1 pound skinless, boneless chicken breasts
1/3 cup teriyaki sauce
4 teaspoons cornstarch
One 16-ounce package loose-packed frozen stir-fry vegetables (sugar snap peas, carrots, onions and mushrooms)
Nonstick cooking spray
1-2 teaspoons cooking oil
3 cups hot cooked couscous
Orange wedges (optional)
Rinse chicken; pat dry with paper towels. Cut into bite-size pieces; set aside.
For sauce: In a bowl, stir together orange juice, teriyaki sauce and cornstarch; set aside.
Cook vegetables in a small amount of water until crisp-tender; drain. Keep warm.

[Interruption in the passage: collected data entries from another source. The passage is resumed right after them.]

#[cfg(test)]
mod tests {
    use super::*;
    use crate::clock::ManualTimeSource;
    use core_types::Entry;

    #[derive(Debug, Clone, PartialEq)]
    struct HostLoad {
        host: &'static str,
        group: &'static str,
        value: i64,
    }

    impl Entry for HostLoad {
        fn less(&self, other: &Self) -> bool {
            self.value < other.value
        }

        fn sum(&self, other: &Self) -> Self {
            HostLoad {
                host: self.group,
                group: self.group,
                value: self.value + other.value,
            }
        }
    }

    impl Keyed for HostLoad {
        type Key = &'static str;

        fn key(&self) -> Self::Key {
            self.host
        }

        fn merge_key(&self) -> Self::Key {
            self.group
        }
    }

    fn load(host: &'static str, value: i64) -> HostLoad {
        HostLoad {
            host,
            group: "grp",
            value,
        }
    }

    fn template(host: &'static str) -> HostLoad {
        load(host, 0)
    }

    fn window(time: &Arc<ManualTimeSource>) -> MultiKeyWindow<HostLoad> {
        MultiKeyWindowBuilder::new()
            .series_len(5)
            .time_source(time.clone())
            .build()
            .expect("valid window")
    }

    #[test]
    fn merge_key_holds_group_total() {
        let time = ManualTimeSource::shared(1_000);
        let w = window(&time);
        w.push(load("h1", 10));
        w.push(load("h2", 20));
        assert_eq!(w.get(1_000, template("grp")).value, 30);
        assert_eq!(w.get(1_000, template("h1")).value, 10);
    }

    #[test]
    fn repeated_key_within_second_replaces_contribution() {
        let time = ManualTimeSource::shared(1_000);
        let w = window(&time);
        w.push(load("h1", 10));
        w.push(load("h2", 20));
        w.push(load("h1", 5));
        assert_eq!(w.get(1_000, template("grp")).value, 25);
    }

    #[test]
    fn push_under_merge_key_is_replaced_by_identity_total() {
        let time = ManualTimeSource::shared(1_000);
        let w = window(&time);
        w.push(load("h1", 10));
        w.push(load("h2", 20));
        w.push(load("grp", 7));
        assert_eq!(w.get(1_000, template("grp")).value, 30);
    }

    #[test]
    fn push_under_merge_key_alone_is_kept() {
        let time = ManualTimeSource::shared(1_000);
        let w = window(&time);
        w.push(load("grp", 7));
        assert_eq!(w.get(1_000, template("grp")).value, 7);
    }

    #[test]
    fn get_falls_back_to_template() {
        let time = ManualTimeSource::shared(1_000);
        let w = window(&time);
        w.push(load("h1", 10));
        assert_eq!(w.get(1_000, template("h9")), template("h9"));
        assert_eq!(w.get(999, template("h1")), template("h1"));
    }

    #[test]
    fn get_last_reads_previous_second() {
        let time = ManualTimeSource::shared(1_000);
        let w = window(&time);
        w.push(load("h1", 4));
        time.advance(1);
        w.push(load("h1", 9));
        assert_eq!(w.get_last(template("h1")).value, 4);
        let point = w.get_last_point(template("grp"));
        assert_eq!((point.value.value, point.time), (4, 1_000));
    }

    #[test]
    fn seg_ring_only_keeps_recent_seconds() {
        let time = ManualTimeSource::shared(1_000);
        let w = window(&time);
        for value in 1..=4 {
            w.push(load("h1", value));
            time.advance(1);
        }
        assert_eq!(w.get(1_000, template("h1")), template("h1"));
        assert_eq!(w.get(1_001, template("h1")).value, 2);
        assert_eq!(w.get(1_003, template("h1")).value, 4);
    }

    #[test]
    fn list_returns_identities_and_total() {
        let time = ManualTimeSource::shared(1_000);
        let w = window(&time);
        w.push(load("h1", 1));
        w.push(load("h2", 2));
        let mut values: Vec<_> = w.list(1_000).into_iter().map(|v| (v.host, v.value)).collect();
        values.sort();
        assert_eq!(values, vec![("grp", 3), ("h1", 1), ("h2", 2)]);
        assert!(w.list(42).is_empty());
    }

    #[test]
    fn max_is_folded_in_when_the_second_closes() {
        let time = ManualTimeSource::shared(1_000);
        let w = window(&time);
        w.push(load("h1", 10));
        w.push(load("h2", 5));
        assert_eq!(w.max(&"h1"), None);
        time.advance(1);
        w.push(load("h1", 3));
        assert_eq!(w.max(&"h1").map(|m| m.value), Some(10));
        assert_eq!(w.max(&"grp").map(|m| m.value), Some(15));
        // h2 was not pushed in the new second, so its max was never offered
        assert_eq!(w.max(&"h2"), None);
        time.advance(1);
        w.push(load("h1", 1));
        assert_eq!(w.max(&"h1").map(|m| m.value), Some(10));
    }

    #[test]
    fn max_ties_keep_the_existing_value() {
        let time = ManualTimeSource::shared(1_000);
        let w = window(&time);
        w.push(HostLoad { host: "h1", group: "first", value: 8 });
        time.advance(1);
        w.push(HostLoad { host: "h1", group: "second", value: 8 });
        time.advance(1);
        w.push(load("h1", 0));
        assert_eq!(w.max(&"h1").map(|m| m.group), Some("first"));
    }

    #[test]
    fn max_expires_after_duration() {
        let time = ManualTimeSource::shared(0);
        let w = window(&time);
        w.push(load("h1", 10));
        time.advance(1);
        w.push(load("h1", 1));
        time.advance(299);
        assert_eq!(w.max(&"h1").map(|m| m.value), Some(10));
        time.advance(1);
        assert_eq!(w.max(&"h1"), None);
        // closing second 1 offers h1=1, which replaces the expired 10
        w.push(load("h1", 2));
        assert_eq!(w.max(&"h1").map(|m| m.value), Some(1));
    }

    #[test]
    fn pop_max_drains_every_key() {
        let time = ManualTimeSource::shared(1_000);
        let w = window(&time);
        w.push(load("h1", 10));
        w.push(load("h2", 20));
        time.advance(1);
        w.push(load("h2", 1));
        let mut popped: Vec<_> = w.pop_max().into_iter().map(|m| (m.host, m.value)).collect();
        popped.sort();
        assert_eq!(popped, vec![("grp", 30), ("h2", 20)]);
        assert!(w.pop_max().is_empty());
        assert_eq!(w.max(&"h2"), None);
    }

    #[test]
    fn series_spans_the_last_seconds_with_template_gaps() {
        let time = ManualTimeSource::shared(100);
        let w = window(&time);
        for value in 1..=3 {
            w.push(load("h1", value));
            time.advance(1);
        }
        time.set(104);
        w.push(load("h1", 9));
        let series = w.series(&template("h1"));
        let times: Vec<_> = series.iter().map(|p| p.time).collect();
        let values: Vec<_> = series.iter().map(|p| p.value.value).collect();
        assert_eq!(times, vec![99, 100, 101, 102, 103]);
        assert_eq!(values, vec![0, 1, 2, 3, 0]);
        assert_eq!(series[0].value, template("h1"));
    }

    #[test]
    fn series_is_empty_without_history_ring() {
        let time = ManualTimeSource::shared(100);
        let w: MultiKeyWindow<HostLoad> = MultiKeyWindowBuilder::new()
            .time_source(time.clone())
            .build()
            .expect("valid window");
        w.push(load("h1", 1));
        assert!(w.series(&template("h1")).is_empty());
        assert_eq!(w.series_len(), None);
    }

    #[test]
    fn builder_rejects_zero_rings() {
        let err = MultiKeyWindowBuilder::new()
            .series_len(0)
            .build::<HostLoad>()
            .unwrap_err();
        assert_eq!(err, crate::WindowError::ZeroCapacity { ring: "series" });
        assert!(MultiKeyWindowBuilder::new().seg_len(0).build::<HostLoad>().is_err());
    }
}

Meanwhile, spray an unheated large skillet with nonstick cooking spray. Preheat over medium heat. Add half of the chicken and stir-fry for 2-3 minutes, or until tender and no longer pink. Remove and repeat with remaining chicken, adding more cooking oil if necessary.
Return all chicken to skillet. Push chicken away from center of skillet. Stir sauce and add to center of skillet. Cook and stir until the mixture is thickened and bubbly. Cook and stir for 1 minute more.
Serve immediately over vegetables and couscous. If desired, garnish with orange wedges.